> EXERCISE PROMPT: Give back every record exactly.
————————
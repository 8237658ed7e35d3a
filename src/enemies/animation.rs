//! Agent animation cues.
//!
//! Stands in for the animation system: it accepts "play attack" and
//! "play death" requests and reports back when the attack wind-up and the
//! swing itself have finished. The AI reacts to those reports as inbound
//! events rather than polling timers itself.

use bevy::prelude::*;

use super::components::AttackTiming;

/// Request to play the attack animation.
#[derive(Event, Debug, Clone, Copy)]
pub struct AttackCue {
    pub agent: Entity,
}

/// Request to play the death animation.
#[derive(Event, Debug, Clone, Copy)]
pub struct DeathCue {
    pub agent: Entity,
}

/// The attack animation reached the point where the swing becomes live.
#[derive(Event, Debug, Clone, Copy, PartialEq, Eq)]
pub struct WindUpComplete {
    pub agent: Entity,
}

/// The attack animation finished.
#[derive(Event, Debug, Clone, Copy, PartialEq, Eq)]
pub struct AttackComplete {
    pub agent: Entity,
}

/// Phase of a playing attack animation.
#[derive(Debug, Clone, Copy, PartialEq, Eq)]
pub enum SwingPhase {
    WindUp,
    Strike,
}

/// A playing attack animation.
#[derive(Component, Debug)]
pub struct AttackAnimation {
    pub timer: Timer,
    pub phase: SwingPhase,
}

impl AttackAnimation {
    pub fn start(timing: &AttackTiming) -> Self {
        Self {
            timer: Timer::from_seconds(timing.wind_up, TimerMode::Once),
            phase: SwingPhase::WindUp,
        }
    }
}

/// Start attack animations for every cue received this frame.
pub fn start_attack_animations(
    mut commands: Commands,
    mut cues: EventReader<AttackCue>,
    query: Query<&AttackTiming>,
) {
    for cue in cues.read() {
        let Ok(timing) = query.get(cue.agent) else {
            continue;
        };

        commands.entity(cue.agent).insert(AttackAnimation::start(timing));
    }
}

/// Advance attack animations and report phase completions.
pub fn advance_attack_animations(
    mut commands: Commands,
    time: Res<Time>,
    mut query: Query<(Entity, &mut AttackAnimation, &AttackTiming)>,
    mut wind_ups: EventWriter<WindUpComplete>,
    mut completions: EventWriter<AttackComplete>,
) {
    for (entity, mut animation, timing) in query.iter_mut() {
        animation.timer.tick(time.delta());

        if !animation.timer.finished() {
            continue;
        }

        match animation.phase {
            SwingPhase::WindUp => {
                wind_ups.send(WindUpComplete { agent: entity });
                animation.phase = SwingPhase::Strike;
                animation.timer = Timer::from_seconds(timing.strike, TimerMode::Once);
            }
            SwingPhase::Strike => {
                completions.send(AttackComplete { agent: entity });
                commands.entity(entity).remove::<AttackAnimation>();
            }
        }
    }
}

/// Death interrupts whatever the agent was playing.
pub fn play_death_animations(mut commands: Commands, mut cues: EventReader<DeathCue>) {
    for cue in cues.read() {
        if let Some(mut entity) = commands.get_entity(cue.agent) {
            entity.remove::<AttackAnimation>();
        }
        debug!("Playing death animation for {:?}", cue.agent);
    }
}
————————
> WRITTEN RESPONSE:
repository 8237658ed7e35d3a
filename src/enemies/animation.rs
//! Agent animation cues.
//!
//! Stands in for the animation system: it accepts "play attack" and
//! "play death" requests and reports back when the attack wind-up and the
//! swing itself have finished. The AI reacts to those reports as inbound
//! events rather than polling timers itself.

use bevy::prelude::*;

use super::components::AttackTiming;

/// Request to play the attack animation.
#[derive(Event, Debug, Clone, Copy)]
pub struct AttackCue {
    pub agent: Entity,
}

/// Request to play the death animation.
#[derive(Event, Debug, Clone, Copy)]
pub struct DeathCue {
    pub agent: Entity,
}

/// The attack animation reached the point where the swing becomes live.
#[derive(Event, Debug, Clone, Copy, PartialEq, Eq)]
pub struct WindUpComplete {
    pub agent: Entity,
}

/// The attack animation finished.
#[derive(Event, Debug, Clone, Copy, PartialEq, Eq)]
pub struct AttackComplete {
    pub agent: Entity,
}

/// Phase of a playing attack animation.
#[derive(Debug, Clone, Copy, PartialEq, Eq)]
pub enum SwingPhase {
    WindUp,
    Strike,
}

/// A playing attack animation.
#[derive(Component, Debug)]
pub struct AttackAnimation {
    pub timer: Timer,
    pub phase: SwingPhase,
}

impl AttackAnimation {
    pub fn start(timing: &AttackTiming) -> Self {
        Self {
            timer: Timer::from_seconds(timing.wind_up, TimerMode::Once),
            phase: SwingPhase::WindUp,
        }
    }
}

/// Start attack animations for every cue received this frame.
pub fn start_attack_animations(
    mut commands: Commands,
    mut cues: EventReader<AttackCue>,
    query: Query<&AttackTiming>,
) {
    for cue in cues.read() {
        let Ok(timing) = query.get(cue.agent) else {
            continue;
        };

        commands.entity(cue.agent).insert(AttackAnimation::start(timing));
    }
}

/// Advance attack animations and report phase completions.
pub fn advance_attack_animations(
    mut commands: Commands,
    time: Res<Time>,
    mut query: Query<(Entity, &mut AttackAnimation, &AttackTiming)>,
    mut wind_ups: EventWriter<WindUpComplete>,
    mut completions: EventWriter<AttackComplete>,
) {
    for (entity, mut animation, timing) in query.iter_mut() {
        animation.timer.tick(time.delta());

        if !animation.timer.finished() {
            continue;
        }

        match animation.phase {
            SwingPhase::WindUp => {
                wind_ups.send(WindUpComplete { agent: entity });
                animation.phase = SwingPhase::Strike;
                animation.timer = Timer::from_seconds(timing.strike, TimerMode::Once);
            }
            SwingPhase::Strike => {
                completions.send(AttackComplete { agent: entity });
                commands.entity(entity).remove::<AttackAnimation>();
            }
        }
    }
}

/// Death interrupts whatever the agent was playing.
pub fn play_death_animations(mut commands: Commands, mut cues: EventReader<DeathCue>) {
    for cue in cues.read() {
        if let Some(mut entity) = commands.get_entity(cue.agent) {
            entity.remove::<AttackAnimation>();
        }
        debug!("Playing death animation for {:?}", cue.agent);
    }
}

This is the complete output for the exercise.